__Dataset entries__:

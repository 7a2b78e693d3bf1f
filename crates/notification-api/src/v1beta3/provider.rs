//! Provider Custom Resource Definition (v1beta3, storage version)
//!
//! Describes how the notification controller reaches one external endpoint
//! and which credentials it uses to do so.

use std::time::Duration;

use kube::CustomResource;
use schemars::JsonSchema;
use serde::{Deserialize, Serialize};

use super::ProviderType;
use crate::duration::{DEFAULT_TIMEOUT, DurationFormat, parse_duration};
use crate::error::{FieldError, FieldWarning, ValidationErrors};
use crate::kind::ApiVersion;
use crate::references::LocalObjectReference;
use crate::validation::{SpecFields, Validator};

/// ProviderSpec defines the desired state of a Provider
#[derive(CustomResource, Debug, Clone, Serialize, Deserialize, JsonSchema, PartialEq)]
#[kube(
    group = "notification.toolkit.fluxcd.io",
    version = "v1beta3",
    kind = "Provider",
    namespaced,
    derive = "PartialEq",
    printcolumn = r#"{"name":"Type","type":"string","jsonPath":".spec.type"}"#,
    printcolumn = r#"{"name":"Age","type":"date","jsonPath":".metadata.creationTimestamp"}"#
)]
#[serde(rename_all = "camelCase")]
#[schemars(extend("x-kubernetes-validations" = [{
    "rule": "self.type == 'github' || self.type == 'gitlab' || self.type == 'gitea' || self.type == 'bitbucketserver' || self.type == 'bitbucket' || self.type == 'azuredevops' || !has(self.commitStatusExpr)",
    "message": "spec.commitStatusExpr is only supported for the 'github', 'gitlab', 'gitea', 'bitbucketserver', 'bitbucket', 'azuredevops' provider types"
}]))]
pub struct ProviderSpec {
    /// Which Provider implementation to use
    #[serde(rename = "type")]
    pub type_: ProviderType,

    /// Deprecated: not used in v1beta3, kept for wire compatibility
    #[serde(default, skip_serializing_if = "Option::is_none")]
    #[schemars(regex(pattern = r"^([0-9]+(\.[0-9]+)?(ms|s|m|h))+$"))]
    pub interval: Option<String>,

    /// Channel to post events to (Slack channel, Matrix room, ...)
    #[serde(default, skip_serializing_if = "Option::is_none")]
    #[schemars(length(max = 2048))]
    pub channel: Option<String>,

    /// Bot username used when posting events
    #[serde(default, skip_serializing_if = "Option::is_none")]
    #[schemars(length(max = 2048))]
    pub username: Option<String>,

    /// Endpoint address; its meaning depends on the provider type
    #[serde(default, skip_serializing_if = "Option::is_none")]
    #[schemars(length(max = 2048))]
    pub address: Option<String>,

    /// Timeout for sending event notifications, defaults to 15s
    #[serde(default, skip_serializing_if = "Option::is_none")]
    #[schemars(regex(pattern = r"^([0-9]+(\.[0-9]+)?(ms|s|m))+$"))]
    pub timeout: Option<String>,

    /// Deprecated: use `proxySecretRef`
    #[serde(default, skip_serializing_if = "Option::is_none")]
    #[schemars(length(max = 2048), regex(pattern = r"^(http|https)://.*$"))]
    pub proxy: Option<String>,

    /// Secret holding the proxy address and optional credentials
    #[serde(default, skip_serializing_if = "Option::is_none")]
    pub proxy_secret_ref: Option<LocalObjectReference>,

    /// Secret holding authentication credentials
    #[serde(default, skip_serializing_if = "Option::is_none")]
    pub secret_ref: Option<LocalObjectReference>,

    /// Service account exchanged for cloud credentials; honored for
    /// azureeventhub, azuredevops and googlepubsub
    #[serde(default, skip_serializing_if = "Option::is_none")]
    pub service_account_name: Option<String>,

    /// Secret holding TLS material
    #[serde(default, skip_serializing_if = "Option::is_none")]
    pub cert_secret_ref: Option<LocalObjectReference>,

    /// Tells the controller to ignore events for this Provider
    #[serde(default, skip_serializing_if = "std::ops::Not::not")]
    pub suspend: bool,

    /// CEL expression producing the commit status key; forge types only
    #[serde(default, skip_serializing_if = "Option::is_none")]
    pub commit_status_expr: Option<String>,
}

/// Where the proxy for outgoing requests comes from
#[derive(Debug, Clone, Copy, PartialEq, Eq)]
pub enum ProxySource<'a> {
    /// `proxySecretRef`, which wins when both are set
    SecretRef(&'a LocalObjectReference),

    /// Deprecated scalar `proxy` address
    Address(&'a str),

    /// No proxy configured
    None,
}

impl ProviderSpec {
    /// Create a spec of the given type with every optional field unset
    pub fn new(type_: ProviderType) -> Self {
        Self {
            type_,
            interval: None,
            channel: None,
            username: None,
            address: None,
            timeout: None,
            proxy: None,
            proxy_secret_ref: None,
            secret_ref: None,
            service_account_name: None,
            cert_secret_ref: None,
            suspend: false,
            commit_status_expr: None,
        }
    }

    /// Request timeout, 15s when unset or unparseable
    pub fn get_timeout(&self) -> Duration {
        self.timeout
            .as_deref()
            .and_then(|t| parse_duration(t, DurationFormat::Timeout).ok())
            .unwrap_or(DEFAULT_TIMEOUT)
    }

    /// Parsed deprecated interval, if set and valid
    pub fn get_interval(&self) -> Option<Duration> {
        self.interval
            .as_deref()
            .and_then(|i| parse_duration(i, DurationFormat::Interval).ok())
    }

    /// Proxy the consumer should use; the secret reference wins over the
    /// scalar address
    pub fn proxy_source(&self) -> ProxySource<'_> {
        match (&self.proxy_secret_ref, &self.proxy) {
            (Some(reference), _) => ProxySource::SecretRef(reference),
            (None, Some(address)) => ProxySource::Address(address),
            (None, None) => ProxySource::None,
        }
    }

    /// Whether credentials come from the service account rather than a secret
    pub fn uses_workload_identity(&self) -> bool {
        self.service_account_name.is_some() && self.type_.supports_workload_identity()
    }

    /// Check field formats and cross-field rules
    ///
    /// Returns the warnings for deprecated or ignored fields when the spec
    /// is valid, otherwise every violated constraint.
    pub fn validate(&self) -> Result<Vec<FieldWarning>, ValidationErrors> {
        self.check(false)
    }

    /// [`validate`](Self::validate) plus the rules applied when the
    /// controller resolves credentials
    pub fn validate_for_consume(&self) -> Result<Vec<FieldWarning>, ValidationErrors> {
        self.check(true)
    }

    fn check(&self, consume: bool) -> Result<Vec<FieldWarning>, ValidationErrors> {
        let mut v = Validator::default();

        v.spec_fields(
            &SpecFields {
                interval: self.interval.as_deref(),
                channel: self.channel.as_deref(),
                username: self.username.as_deref(),
                address: self.address.as_deref(),
                timeout: self.timeout.as_deref(),
                proxy: self.proxy.as_deref(),
                proxy_secret_ref: self.proxy_secret_ref.as_ref().map(|r| r.name.as_str()),
                secret_ref: self.secret_ref.as_ref().map(|r| r.name.as_str()),
                cert_secret_ref: self.cert_secret_ref.as_ref().map(|r| r.name.as_str()),
            },
            ApiVersion::V1beta3,
        );

        if self.commit_status_expr.is_some() && !self.type_.supports_commit_status() {
            v.error(commit_status_violation(self.type_.as_str()));
        }

        if consume && self.service_account_name.is_some() && self.secret_ref.is_some() {
            v.error(FieldError::CrossFieldViolation {
                field: "spec.serviceAccountName".to_string(),
                message: "cannot be combined with spec.secretRef static credentials".to_string(),
            });
        }

        if self.interval.is_some() {
            v.warn("spec.interval", "deprecated and has no effect in v1beta3");
        }
        match (&self.proxy, &self.proxy_secret_ref) {
            (Some(_), Some(_)) => v.warn("spec.proxy", "ignored because spec.proxySecretRef is set"),
            (Some(_), None) => v.warn("spec.proxy", "deprecated, use spec.proxySecretRef"),
            _ => {}
        }
        if self.service_account_name.is_some() && !self.type_.supports_workload_identity() {
            if consume {
                v.error(FieldError::CrossFieldViolation {
                    field: "spec.serviceAccountName".to_string(),
                    message: format!(
                        "only supported for the 'azureeventhub', 'azuredevops', 'googlepubsub' provider types, not '{}'",
                        self.type_
                    ),
                });
            } else {
                v.warn(
                    "spec.serviceAccountName",
                    format!("ignored for provider type '{}'", self.type_),
                );
            }
        }

        v.finish()
    }
}

/// Violation reported when `commitStatusExpr` is set on a kind that does
/// not post commit statuses
pub(crate) fn commit_status_violation(kind: &str) -> FieldError {
    FieldError::CrossFieldViolation {
        field: "spec.commitStatusExpr".to_string(),
        message: format!(
            "only supported for the 'github', 'gitlab', 'gitea', 'bitbucketserver', 'bitbucket', 'azuredevops' provider types, not '{kind}'"
        ),
    }
}

impl Provider {
    /// Request timeout, 15s when unset
    pub fn get_timeout(&self) -> Duration {
        self.spec.get_timeout()
    }

    /// Whether the consumer should skip events for this Provider
    pub fn is_suspended(&self) -> bool {
        self.spec.suspend
    }

    /// Validate the spec, see [`ProviderSpec::validate`]
    pub fn validate(&self) -> Result<Vec<FieldWarning>, ValidationErrors> {
        self.spec.validate()
    }
}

__WHAT IS EXPECTED__: Set down the lines of the records exactly, from the first one through the line containing "for wire compatibility", and add nothing else.

__ANSWER TO THIS EXERCISE__:
repository 7a2b78e693d3bf1f
filename crates/notification-api/src/v1beta3/provider.rs
//! Provider Custom Resource Definition (v1beta3, storage version)
//!
//! Describes how the notification controller reaches one external endpoint
//! and which credentials it uses to do so.

use std::time::Duration;

use kube::CustomResource;
use schemars::JsonSchema;
use serde::{Deserialize, Serialize};

use super::ProviderType;
use crate::duration::{DEFAULT_TIMEOUT, DurationFormat, parse_duration};
use crate::error::{FieldError, FieldWarning, ValidationErrors};
use crate::kind::ApiVersion;
use crate::references::LocalObjectReference;
use crate::validation::{SpecFields, Validator};

/// ProviderSpec defines the desired state of a Provider
#[derive(CustomResource, Debug, Clone, Serialize, Deserialize, JsonSchema, PartialEq)]
#[kube(
    group = "notification.toolkit.fluxcd.io",
    version = "v1beta3",
    kind = "Provider",
    namespaced,
    derive = "PartialEq",
    printcolumn = r#"{"name":"Type","type":"string","jsonPath":".spec.type"}"#,
    printcolumn = r#"{"name":"Age","type":"date","jsonPath":".metadata.creationTimestamp"}"#
)]
#[serde(rename_all = "camelCase")]
#[schemars(extend("x-kubernetes-validations" = [{
    "rule": "self.type == 'github' || self.type == 'gitlab' || self.type == 'gitea' || self.type == 'bitbucketserver' || self.type == 'bitbucket' || self.type == 'azuredevops' || !has(self.commitStatusExpr)",
    "message": "spec.commitStatusExpr is only supported for the 'github', 'gitlab', 'gitea', 'bitbucketserver', 'bitbucket', 'azuredevops' provider types"
}]))]
pub struct ProviderSpec {
    /// Which Provider implementation to use
    #[serde(rename = "type")]
    pub type_: ProviderType,

    /// Deprecated: not used in v1beta3, kept for wire compatibility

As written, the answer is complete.